Among the entries below, find each line with "Builder" and show it.

===

//! Game model.

use chrono::{DateTime, Utc};
use serde::{Deserialize, Serialize};

use super::{EntityId, GameId, HeroId, MatchId};

/// Outcome of a single game.
#[derive(Debug, Clone, Copy, PartialEq, Eq, Hash, Serialize, Deserialize)]
#[serde(rename_all = "SCREAMING_SNAKE_CASE")]
pub enum GameStatus {
    Win,
    Loss,
    Draw,
}

/// A single game inside a match. Always belongs to exactly one match;
/// season and match-type context come from the parent transitively.
#[derive(Debug, Clone, Serialize, Deserialize)]
pub struct Game {
    /// Unique identifier
    pub id: GameId,

    /// Parent match
    pub match_id: MatchId,

    /// Hero played by the recording player
    pub player_hero_id: HeroId,

    /// Hero played by the opponent
    pub opponent_hero_id: HeroId,

    /// Outcome from the recording player's perspective
    pub game_status: GameStatus,

    /// Free-form note
    pub comment: Option<String>,

    /// When this record was created
    pub created_at: DateTime<Utc>,
}

impl Game {
    /// Create a new Game with auto-generated ID.
    pub fn new(
        match_id: MatchId,
        player_hero_id: HeroId,
        opponent_hero_id: HeroId,
        game_status: GameStatus,
    ) -> Self {
        let created_at = Utc::now();
        let id = EntityId::generate(&[
            "game",
            match_id.as_str(),
            player_hero_id.as_str(),
            opponent_hero_id.as_str(),
            &created_at.to_rfc3339(),
        ]);
        Self {
            id,
            match_id,
            player_hero_id,
            opponent_hero_id,
            game_status,
            comment: None,
            created_at,
        }
    }

    /// Builder method to set a comment.
    pub fn with_comment(mut self, comment: String) -> Self {
        self.comment = Some(comment);
        self
    }
}
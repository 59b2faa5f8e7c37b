use axum::extract::State;
use axum::Json;
use serde::Serialize;

use crate::api::state::AppState;
use crate::api::ApiError;
use crate::models::{Match, Season};
use crate::storage::{JsonlReader, Table};

#[derive(Debug, Serialize)]
#[serde(rename_all = "camelCase")]
pub struct SeasonSummary {
    pub id: String,
    pub name: String,
    pub start_date: String,
    pub end_date: String,
    pub match_count: u32,
}

#[derive(Debug, Serialize)]
pub struct SeasonsResponse {
    pub seasons: Vec<SeasonSummary>,
}

/// GET /api/seasons
///
/// Read-only listing so a filter UI can populate its season selector.
pub async fn list_seasons(
    State(state): State<AppState>,
) -> Result<Json<SeasonsResponse>, ApiError> {
    let seasons: Vec<Season> = JsonlReader::for_table(&state.storage, Table::Season)
        .read_all()
        .map_err(crate::stats::StatsError::from)?;
    let matches: Vec<Match> = JsonlReader::for_table(&state.storage, Table::Match)
        .read_all()
        .map_err(crate::stats::StatsError::from)?;

    let mut summaries: Vec<SeasonSummary> = seasons
        .into_iter()
        .map(|season| {
            let match_count = matches
                .iter()
                .filter(|m| m.season_id == season.id)
                .count() as u32;
            SeasonSummary {
                id: season.id.to_string(),
                name: season.name,
                start_date: season.start_date.to_string(),
                end_date: season.end_date.to_string(),
                match_count,
            }
        })
        .collect();

    summaries.sort_by(|a, b| a.start_date.cmp(&b.start_date).then_with(|| a.id.cmp(&b.id)));

    Ok(Json(SeasonsResponse { seasons: summaries }))
}
//! Raw aggregation engine.
//!
//! Grouped integer counts over the Game→Match join, restricted to
//! qualifying matches. Groupings exist for the player hero's faction,
//! the player hero, and the (player hero, opponent hero) pairing. Rows
//! whose hero or faction references cannot be resolved are dropped, the
//! same way an inner join would drop them. Entities with zero qualifying
//! games never appear in a result map.

use std::collections::HashMap;

use crate::models::{
    Faction, FactionId, Game, GameStatus, Hero, HeroId, Match, MatchType,
};

use super::filter::StatsFilter;

/// Exact integer tallies for one grouping key.
#[derive(Debug, Clone, Copy, Default, PartialEq, Eq)]
pub struct GameCounts {
    pub total: u32,
    pub wins: u32,
    pub losses: u32,
    pub draws: u32,
    pub tournament_games: u32,
    pub tournament_wins: u32,
    pub friendly_games: u32,
    pub friendly_wins: u32,
}

impl GameCounts {
    /// Tally one game.
    pub fn record(&mut self, status: GameStatus, match_type: MatchType) {
        self.total += 1;
        match status {
            GameStatus::Win => self.wins += 1,
            GameStatus::Loss => self.losses += 1,
            GameStatus::Draw => self.draws += 1,
        }
        match match_type {
            MatchType::Tournament => {
                self.tournament_games += 1;
                if status == GameStatus::Win {
                    self.tournament_wins += 1;
                }
            }
            MatchType::Friendly => {
                self.friendly_games += 1;
                if status == GameStatus::Win {
                    self.friendly_wins += 1;
                }
            }
        }
    }
}

/// Tallies for one hero-vs-opponent pairing.
#[derive(Debug, Clone, Copy, Default, PartialEq, Eq)]
pub struct PairCounts {
    pub games: u32,
    pub wins: u32,
    pub losses: u32,
    pub draws: u32,
}

impl PairCounts {
    /// Tally one game.
    pub fn record(&mut self, status: GameStatus) {
        self.games += 1;
        match status {
            GameStatus::Win => self.wins += 1,
            GameStatus::Loss => self.losses += 1,
            GameStatus::Draw => self.draws += 1,
        }
    }
}

/// A hero's overall tallies plus its per-opponent pairings, accumulated
/// from the same row set so pairing sums always equal the hero totals.
#[derive(Debug, Clone, Default)]
pub struct HeroPairings {
    pub counts: GameCounts,
    pub pairings: HashMap<HeroId, PairCounts>,
}

/// Index matches that pass the filter, keyed by id.
pub fn qualifying_matches<'a>(
    matches: &'a [Match],
    filter: &StatsFilter,
) -> HashMap<&'a str, &'a Match> {
    matches
        .iter()
        .filter(|m| filter.qualifies(m))
        .map(|m| (m.id.as_str(), m))
        .collect()
}

/// Index heroes by id.
pub fn heroes_by_id(heroes: &[Hero]) -> HashMap<&str, &Hero> {
    heroes.iter().map(|h| (h.id.as_str(), h)).collect()
}

/// Index factions by id.
pub fn factions_by_id(factions: &[Faction]) -> HashMap<&str, &Faction> {
    factions.iter().map(|f| (f.id.as_str(), f)).collect()
}

/// Group qualifying games by the player hero's faction.
pub fn games_by_faction(
    games: &[Game],
    matches: &HashMap<&str, &Match>,
    heroes: &HashMap<&str, &Hero>,
    factions: &HashMap<&str, &Faction>,
) -> HashMap<FactionId, GameCounts> {
    let mut counts: HashMap<FactionId, GameCounts> = HashMap::new();

    for game in games {
        let Some(m) = matches.get(game.match_id.as_str()) else {
            continue;
        };
        let Some(hero) = heroes.get(game.player_hero_id.as_str()) else {
            continue;
        };
        if !factions.contains_key(hero.faction_id.as_str()) {
            continue;
        }
        counts
            .entry(hero.faction_id.clone())
            .or_default()
            .record(game.game_status, m.match_type);
    }

    counts
}

/// Group qualifying games by the player hero.
///
/// Drops games whose player hero or its faction cannot be resolved; the
/// opponent side is irrelevant to this grouping.
pub fn games_by_hero(
    games: &[Game],
    matches: &HashMap<&str, &Match>,
    heroes: &HashMap<&str, &Hero>,
    factions: &HashMap<&str, &Faction>,
) -> HashMap<HeroId, GameCounts> {
    let mut counts: HashMap<HeroId, GameCounts> = HashMap::new();

    for game in games {
        let Some(m) = matches.get(game.match_id.as_str()) else {
            continue;
        };
        let Some(hero) = heroes.get(game.player_hero_id.as_str()) else {
            continue;
        };
        if !factions.contains_key(hero.faction_id.as_str()) {
            continue;
        }
        counts
            .entry(hero.id.clone())
            .or_default()
            .record(game.game_status, m.match_type);
    }

    counts
}

/// Group qualifying games by (player hero, opponent hero) pairing,
/// accumulating per-hero totals from the same rows.
///
/// A game where either side (or either side's faction) cannot be
/// resolved is dropped from both the pairing and the hero totals, so the
/// sum of pairing games always equals the hero's total.
pub fn games_by_pairing(
    games: &[Game],
    matches: &HashMap<&str, &Match>,
    heroes: &HashMap<&str, &Hero>,
    factions: &HashMap<&str, &Faction>,
) -> HashMap<HeroId, HeroPairings> {
    let mut grouped: HashMap<HeroId, HeroPairings> = HashMap::new();

    for game in games {
        let Some(m) = matches.get(game.match_id.as_str()) else {
            continue;
        };
        let Some(hero) = heroes.get(game.player_hero_id.as_str()) else {
            continue;
        };
        let Some(opponent) = heroes.get(game.opponent_hero_id.as_str()) else {
            continue;
        };
        if !factions.contains_key(hero.faction_id.as_str())
            || !factions.contains_key(opponent.faction_id.as_str())
        {
            continue;
        }

        let entry = grouped.entry(hero.id.clone()).or_default();
        entry.counts.record(game.game_status, m.match_type);
        entry
            .pairings
            .entry(opponent.id.clone())
            .or_default()
            .record(game.game_status);
    }

    grouped
}
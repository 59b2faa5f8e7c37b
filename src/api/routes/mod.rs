//! Route handlers.

pub mod seasons;
pub mod stats;
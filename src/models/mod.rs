//! Core data models for the match tracker.

mod faction;
mod game;
mod hero;
mod ids;
mod matches;
mod season;
mod stats;

pub use faction::*;
pub use game::*;
pub use hero::*;
pub use ids::*;
pub use matches::*;
pub use season::*;
pub use stats::*;
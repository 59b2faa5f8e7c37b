//! Match model and its enums.

use chrono::{DateTime, Utc};
use serde::{Deserialize, Serialize};
use std::fmt;

use super::{EntityId, MatchId, SeasonId};

/// Tournament or casual play.
#[derive(Debug, Clone, Copy, PartialEq, Eq, Hash, Serialize, Deserialize)]
#[serde(rename_all = "SCREAMING_SNAKE_CASE")]
pub enum MatchType {
    Tournament,
    Friendly,
}

impl fmt::Display for MatchType {
    fn fmt(&self, f: &mut fmt::Formatter<'_>) -> fmt::Result {
        match self {
            MatchType::Tournament => write!(f, "TOURNAMENT"),
            MatchType::Friendly => write!(f, "FRIENDLY"),
        }
    }
}

/// Best-of-N match format.
///
/// Variant order is alphabetical on the wire form, which doubles as the
/// deterministic tie-break for most-played-format counts.
#[derive(Debug, Clone, Copy, PartialEq, Eq, PartialOrd, Ord, Hash, Serialize, Deserialize)]
#[serde(rename_all = "UPPERCASE")]
pub enum MatchFormat {
    Bo1,
    Bo3,
    Bo5,
    Bo7,
}

impl fmt::Display for MatchFormat {
    fn fmt(&self, f: &mut fmt::Formatter<'_>) -> fmt::Result {
        match self {
            MatchFormat::Bo1 => write!(f, "BO1"),
            MatchFormat::Bo3 => write!(f, "BO3"),
            MatchFormat::Bo5 => write!(f, "BO5"),
            MatchFormat::Bo7 => write!(f, "BO7"),
        }
    }
}

/// Overall outcome of a match.
#[derive(Debug, Clone, Copy, PartialEq, Eq, Hash, Serialize, Deserialize)]
#[serde(rename_all = "SCREAMING_SNAKE_CASE")]
pub enum MatchStatus {
    Win,
    Loss,
    Draw,
    InProgress,
}

impl MatchStatus {
    /// Whether the match has a final result. IN_PROGRESS matches are
    /// incomplete data and are excluded from every statistic.
    pub fn is_completed(&self) -> bool {
        !matches!(self, MatchStatus::InProgress)
    }
}

/// A recorded match against one opponent, containing one or more games.
#[derive(Debug, Clone, Serialize, Deserialize)]
pub struct Match {
    /// Unique identifier
    pub id: MatchId,

    /// Tournament or friendly
    pub match_type: MatchType,

    /// Best-of-N format
    pub match_format: MatchFormat,

    /// Overall outcome
    pub match_status: MatchStatus,

    /// Season this match belongs to
    pub season_id: SeasonId,

    /// Event, for tournament matches
    pub event_id: Option<EntityId>,

    /// Recording player; None after anonymization
    pub player_id: Option<EntityId>,

    /// Opponent display name
    pub opponent_name: String,

    /// When this record was created
    pub created_at: DateTime<Utc>,
}

impl Match {
    /// Create a new Match with auto-generated ID.
    pub fn new(
        match_type: MatchType,
        match_format: MatchFormat,
        match_status: MatchStatus,
        season_id: SeasonId,
        opponent_name: String,
    ) -> Self {
        let created_at = Utc::now();
        let id = EntityId::generate(&[
            "match",
            season_id.as_str(),
            &opponent_name,
            &created_at.to_rfc3339(),
        ]);
        Self {
            id,
            match_type,
            match_format,
            match_status,
            season_id,
            event_id: None,
            player_id: None,
            opponent_name,
            created_at,
        }
    }

    /// Builder method to set the event.
    pub fn with_event(mut self, event_id: EntityId) -> Self {
        self.event_id = Some(event_id);
        self
    }

    /// Builder method to pin the creation timestamp (fixtures, imports).
    pub fn with_created_at(mut self, created_at: DateTime<Utc>) -> Self {
        self.created_at = created_at;
        self
    }
}
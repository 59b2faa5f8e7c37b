use std::sync::Arc;

use crate::storage::StorageConfig;

#[derive(Clone)]
pub struct AppState {
    pub storage: Arc<StorageConfig>,
}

===

◆ **SOLUTION TO THE EXERCISE**:
    /// Builder method to set a comment.
    /// Builder method to set the event.
    /// Builder method to pin the creation timestamp (fixtures, imports).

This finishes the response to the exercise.